*Description of the task:*
An identical copy of the data below is needed.

*Records supplied:*
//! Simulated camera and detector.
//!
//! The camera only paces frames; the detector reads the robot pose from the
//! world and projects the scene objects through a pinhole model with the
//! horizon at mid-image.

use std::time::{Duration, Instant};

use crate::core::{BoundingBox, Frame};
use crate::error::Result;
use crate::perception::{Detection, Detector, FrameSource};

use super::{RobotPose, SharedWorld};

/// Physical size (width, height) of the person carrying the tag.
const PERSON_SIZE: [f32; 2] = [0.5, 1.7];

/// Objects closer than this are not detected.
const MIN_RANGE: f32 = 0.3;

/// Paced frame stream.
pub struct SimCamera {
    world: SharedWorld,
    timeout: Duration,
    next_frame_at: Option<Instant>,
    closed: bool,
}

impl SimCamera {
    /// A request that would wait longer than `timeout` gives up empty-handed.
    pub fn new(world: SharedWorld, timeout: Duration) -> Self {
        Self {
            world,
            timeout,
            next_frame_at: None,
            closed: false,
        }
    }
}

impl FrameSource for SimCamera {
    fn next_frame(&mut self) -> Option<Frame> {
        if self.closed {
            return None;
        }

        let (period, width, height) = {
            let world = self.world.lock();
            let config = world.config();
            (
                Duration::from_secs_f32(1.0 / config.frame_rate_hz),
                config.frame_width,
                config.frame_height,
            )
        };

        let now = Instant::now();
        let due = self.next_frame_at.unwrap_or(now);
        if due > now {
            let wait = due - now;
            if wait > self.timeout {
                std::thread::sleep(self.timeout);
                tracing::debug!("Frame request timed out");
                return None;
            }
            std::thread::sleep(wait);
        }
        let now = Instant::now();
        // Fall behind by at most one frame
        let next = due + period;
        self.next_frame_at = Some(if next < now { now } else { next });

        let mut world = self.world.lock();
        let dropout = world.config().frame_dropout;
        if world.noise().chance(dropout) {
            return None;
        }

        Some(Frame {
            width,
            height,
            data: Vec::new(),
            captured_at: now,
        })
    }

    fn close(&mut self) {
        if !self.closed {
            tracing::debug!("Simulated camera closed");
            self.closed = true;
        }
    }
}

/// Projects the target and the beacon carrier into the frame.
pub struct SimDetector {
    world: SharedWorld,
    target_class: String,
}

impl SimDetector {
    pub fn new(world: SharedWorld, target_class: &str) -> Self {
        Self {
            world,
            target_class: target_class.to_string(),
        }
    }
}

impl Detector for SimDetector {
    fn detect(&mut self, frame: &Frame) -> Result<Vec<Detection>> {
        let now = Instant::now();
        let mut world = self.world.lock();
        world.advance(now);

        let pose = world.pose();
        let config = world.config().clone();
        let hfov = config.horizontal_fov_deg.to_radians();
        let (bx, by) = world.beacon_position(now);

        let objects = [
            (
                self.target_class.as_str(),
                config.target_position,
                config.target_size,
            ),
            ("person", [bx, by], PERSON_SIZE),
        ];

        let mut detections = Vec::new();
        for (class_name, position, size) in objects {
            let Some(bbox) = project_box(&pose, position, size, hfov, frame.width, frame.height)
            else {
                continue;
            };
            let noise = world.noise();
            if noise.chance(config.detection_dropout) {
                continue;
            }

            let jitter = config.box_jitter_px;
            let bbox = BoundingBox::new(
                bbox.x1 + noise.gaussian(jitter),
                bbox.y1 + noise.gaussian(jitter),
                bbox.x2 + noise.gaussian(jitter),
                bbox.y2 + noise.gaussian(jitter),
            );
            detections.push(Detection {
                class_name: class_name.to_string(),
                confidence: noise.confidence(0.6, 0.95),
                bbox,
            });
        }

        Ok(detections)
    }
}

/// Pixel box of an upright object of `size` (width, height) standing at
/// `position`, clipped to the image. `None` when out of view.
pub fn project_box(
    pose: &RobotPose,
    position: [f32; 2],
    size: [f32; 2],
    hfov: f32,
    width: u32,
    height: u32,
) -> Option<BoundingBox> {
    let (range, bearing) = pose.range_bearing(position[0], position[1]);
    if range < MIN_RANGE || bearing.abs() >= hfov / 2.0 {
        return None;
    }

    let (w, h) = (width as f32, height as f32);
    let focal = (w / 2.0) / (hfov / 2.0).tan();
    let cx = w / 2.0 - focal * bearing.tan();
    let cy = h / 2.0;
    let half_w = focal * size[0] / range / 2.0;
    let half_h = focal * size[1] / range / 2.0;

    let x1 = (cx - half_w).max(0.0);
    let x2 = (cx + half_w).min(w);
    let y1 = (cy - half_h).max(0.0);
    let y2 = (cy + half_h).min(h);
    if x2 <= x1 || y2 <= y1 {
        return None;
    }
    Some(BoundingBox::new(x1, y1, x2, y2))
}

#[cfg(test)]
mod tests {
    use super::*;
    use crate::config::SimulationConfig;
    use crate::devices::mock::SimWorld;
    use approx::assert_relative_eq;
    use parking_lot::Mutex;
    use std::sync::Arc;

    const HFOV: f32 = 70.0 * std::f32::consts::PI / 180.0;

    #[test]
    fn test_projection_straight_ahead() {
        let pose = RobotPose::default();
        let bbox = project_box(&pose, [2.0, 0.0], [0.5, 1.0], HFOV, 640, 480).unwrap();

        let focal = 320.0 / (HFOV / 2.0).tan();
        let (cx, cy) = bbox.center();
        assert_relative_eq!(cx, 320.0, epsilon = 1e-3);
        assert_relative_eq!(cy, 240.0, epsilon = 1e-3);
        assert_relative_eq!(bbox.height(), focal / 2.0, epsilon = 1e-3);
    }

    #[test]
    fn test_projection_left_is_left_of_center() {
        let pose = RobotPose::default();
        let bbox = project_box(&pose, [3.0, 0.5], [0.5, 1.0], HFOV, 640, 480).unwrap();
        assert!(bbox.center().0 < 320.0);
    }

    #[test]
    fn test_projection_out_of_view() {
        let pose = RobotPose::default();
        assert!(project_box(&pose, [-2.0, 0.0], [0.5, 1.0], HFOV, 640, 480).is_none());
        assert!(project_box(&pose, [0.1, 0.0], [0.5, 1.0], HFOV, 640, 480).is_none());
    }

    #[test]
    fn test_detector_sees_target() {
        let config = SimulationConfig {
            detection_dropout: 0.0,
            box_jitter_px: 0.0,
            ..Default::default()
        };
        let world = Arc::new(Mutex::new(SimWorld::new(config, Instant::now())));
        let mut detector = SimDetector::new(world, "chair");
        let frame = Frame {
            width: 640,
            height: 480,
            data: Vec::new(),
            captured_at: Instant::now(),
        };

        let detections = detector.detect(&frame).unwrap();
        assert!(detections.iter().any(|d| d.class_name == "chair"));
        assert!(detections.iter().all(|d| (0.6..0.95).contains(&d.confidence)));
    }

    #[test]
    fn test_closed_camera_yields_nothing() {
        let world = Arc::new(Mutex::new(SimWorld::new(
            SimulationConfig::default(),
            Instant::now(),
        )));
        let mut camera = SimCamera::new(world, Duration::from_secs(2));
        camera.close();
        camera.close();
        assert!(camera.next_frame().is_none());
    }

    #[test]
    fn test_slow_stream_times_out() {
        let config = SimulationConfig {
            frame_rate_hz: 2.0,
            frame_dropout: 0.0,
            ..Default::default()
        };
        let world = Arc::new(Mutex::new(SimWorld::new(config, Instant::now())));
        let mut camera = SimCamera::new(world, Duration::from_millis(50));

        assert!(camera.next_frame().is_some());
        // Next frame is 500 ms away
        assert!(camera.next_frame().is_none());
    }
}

*Completed exercise:*
//! Simulated camera and detector.
//!
//! The camera only paces frames; the detector reads the robot pose from the
//! world and projects the scene objects through a pinhole model with the
//! horizon at mid-image.

use std::time::{Duration, Instant};

use crate::core::{BoundingBox, Frame};
use crate::error::Result;
use crate::perception::{Detection, Detector, FrameSource};

use super::{RobotPose, SharedWorld};

/// Physical size (width, height) of the person carrying the tag.
const PERSON_SIZE: [f32; 2] = [0.5, 1.7];

/// Objects closer than this are not detected.
const MIN_RANGE: f32 = 0.3;

/// Paced frame stream.
pub struct SimCamera {
    world: SharedWorld,
    timeout: Duration,
    next_frame_at: Option<Instant>,
    closed: bool,
}

impl SimCamera {
    /// A request that would wait longer than `timeout` gives up empty-handed.
    pub fn new(world: SharedWorld, timeout: Duration) -> Self {
        Self {
            world,
            timeout,
            next_frame_at: None,
            closed: false,
        }
    }
}

impl FrameSource for SimCamera {
    fn next_frame(&mut self) -> Option<Frame> {
        if self.closed {
            return None;
        }

        let (period, width, height) = {
            let world = self.world.lock();
            let config = world.config();
            (
                Duration::from_secs_f32(1.0 / config.frame_rate_hz),
                config.frame_width,
                config.frame_height,
            )
        };

        let now = Instant::now();
        let due = self.next_frame_at.unwrap_or(now);
        if due > now {
            let wait = due - now;
            if wait > self.timeout {
                std::thread::sleep(self.timeout);
                tracing::debug!("Frame request timed out");
                return None;
            }
            std::thread::sleep(wait);
        }
        let now = Instant::now();
        // Fall behind by at most one frame
        let next = due + period;
        self.next_frame_at = Some(if next < now { now } else { next });

        let mut world = self.world.lock();
        let dropout = world.config().frame_dropout;
        if world.noise().chance(dropout) {
            return None;
        }

        Some(Frame {
            width,
            height,
            data: Vec::new(),
            captured_at: now,
        })
    }

    fn close(&mut self) {
        if !self.closed {
            tracing::debug!("Simulated camera closed");
            self.closed = true;
        }
    }
}

/// Projects the target and the beacon carrier into the frame.
pub struct SimDetector {
    world: SharedWorld,
    target_class: String,
}

impl SimDetector {
    pub fn new(world: SharedWorld, target_class: &str) -> Self {
        Self {
            world,
            target_class: target_class.to_string(),
        }
    }
}

impl Detector for SimDetector {
    fn detect(&mut self, frame: &Frame) -> Result<Vec<Detection>> {
        let now = Instant::now();
        let mut world = self.world.lock();
        world.advance(now);

        let pose = world.pose();
        let config = world.config().clone();
        let hfov = config.horizontal_fov_deg.to_radians();
        let (bx, by) = world.beacon_position(now);

        let objects = [
            (
                self.target_class.as_str(),
                config.target_position,
                config.target_size,
            ),
            ("person", [bx, by], PERSON_SIZE),
        ];

        let mut detections = Vec::new();
        for (class_name, position, size) in objects {
            let Some(bbox) = project_box(&pose, position, size, hfov, frame.width, frame.height)
            else {
                continue;
            };
            let noise = world.noise();
            if noise.chance(config.detection_dropout) {
                continue;
            }

            let jitter = config.box_jitter_px;
            let bbox = BoundingBox::new(
                bbox.x1 + noise.gaussian(jitter),
                bbox.y1 + noise.gaussian(jitter),
                bbox.x2 + noise.gaussian(jitter),
                bbox.y2 + noise.gaussian(jitter),
            );
            detections.push(Detection {
                class_name: class_name.to_string(),
                confidence: noise.confidence(0.6, 0.95),
                bbox,
            });
        }

        Ok(detections)
    }
}

/// Pixel box of an upright object of `size` (width, height) standing at
/// `position`, clipped to the image. `None` when out of view.
pub fn project_box(
    pose: &RobotPose,
    position: [f32; 2],
    size: [f32; 2],
    hfov: f32,
    width: u32,
    height: u32,
) -> Option<BoundingBox> {
    let (range, bearing) = pose.range_bearing(position[0], position[1]);
    if range < MIN_RANGE || bearing.abs() >= hfov / 2.0 {
        return None;
    }

    let (w, h) = (width as f32, height as f32);
    let focal = (w / 2.0) / (hfov / 2.0).tan();
    let cx = w / 2.0 - focal * bearing.tan();
    let cy = h / 2.0;
    let half_w = focal * size[0] / range / 2.0;
    let half_h = focal * size[1] / range / 2.0;

    let x1 = (cx - half_w).max(0.0);
    let x2 = (cx + half_w).min(w);
    let y1 = (cy - half_h).max(0.0);
    let y2 = (cy + half_h).min(h);
    if x2 <= x1 || y2 <= y1 {
        return None;
    }
    Some(BoundingBox::new(x1, y1, x2, y2))
}

#[cfg(test)]
mod tests {
    use super::*;
    use crate::config::SimulationConfig;
    use crate::devices::mock::SimWorld;
    use approx::assert_relative_eq;
    use parking_lot::Mutex;
    use std::sync::Arc;

    const HFOV: f32 = 70.0 * std::f32::consts::PI / 180.0;

    #[test]
    fn test_projection_straight_ahead() {
        let pose = RobotPose::default();
        let bbox = project_box(&pose, [2.0, 0.0], [0.5, 1.0], HFOV, 640, 480).unwrap();

        let focal = 320.0 / (HFOV / 2.0).tan();
        let (cx, cy) = bbox.center();
        assert_relative_eq!(cx, 320.0, epsilon = 1e-3);
        assert_relative_eq!(cy, 240.0, epsilon = 1e-3);
        assert_relative_eq!(bbox.height(), focal / 2.0, epsilon = 1e-3);
    }

    #[test]
    fn test_projection_left_is_left_of_center() {
        let pose = RobotPose::default();
        let bbox = project_box(&pose, [3.0, 0.5], [0.5, 1.0], HFOV, 640, 480).unwrap();
        assert!(bbox.center().0 < 320.0);
    }

    #[test]
    fn test_projection_out_of_view() {
        let pose = RobotPose::default();
        assert!(project_box(&pose, [-2.0, 0.0], [0.5, 1.0], HFOV, 640, 480).is_none());
        assert!(project_box(&pose, [0.1, 0.0], [0.5, 1.0], HFOV, 640, 480).is_none());
    }

    #[test]
    fn test_detector_sees_target() {
        let config = SimulationConfig {
            detection_dropout: 0.0,
            box_jitter_px: 0.0,
            ..Default::default()
        };
        let world = Arc::new(Mutex::new(SimWorld::new(config, Instant::now())));
        let mut detector = SimDetector::new(world, "chair");
        let frame = Frame {
            width: 640,
            height: 480,
            data: Vec::new(),
            captured_at: Instant::now(),
        };

        let detections = detector.detect(&frame).unwrap();
        assert!(detections.iter().any(|d| d.class_name == "chair"));
        assert!(detections.iter().all(|d| (0.6..0.95).contains(&d.confidence)));
    }

    #[test]
    fn test_closed_camera_yields_nothing() {
        let world = Arc::new(Mutex::new(SimWorld::new(
            SimulationConfig::default(),
            Instant::now(),
        )));
        let mut camera = SimCamera::new(world, Duration::from_secs(2));
        camera.close();
        camera.close();
        assert!(camera.next_frame().is_none());
    }

    #[test]
    fn test_slow_stream_times_out() {
        let config = SimulationConfig {
            frame_rate_hz: 2.0,
            frame_dropout: 0.0,
            ..Default::default()
        };
        let world = Arc::new(Mutex::new(SimWorld::new(config, Instant::now())));
        let mut camera = SimCamera::new(world, Duration::from_millis(50));

        assert!(camera.next_frame().is_some());
        // Next frame is 500 ms away
        assert!(camera.next_frame().is_none());
    }
}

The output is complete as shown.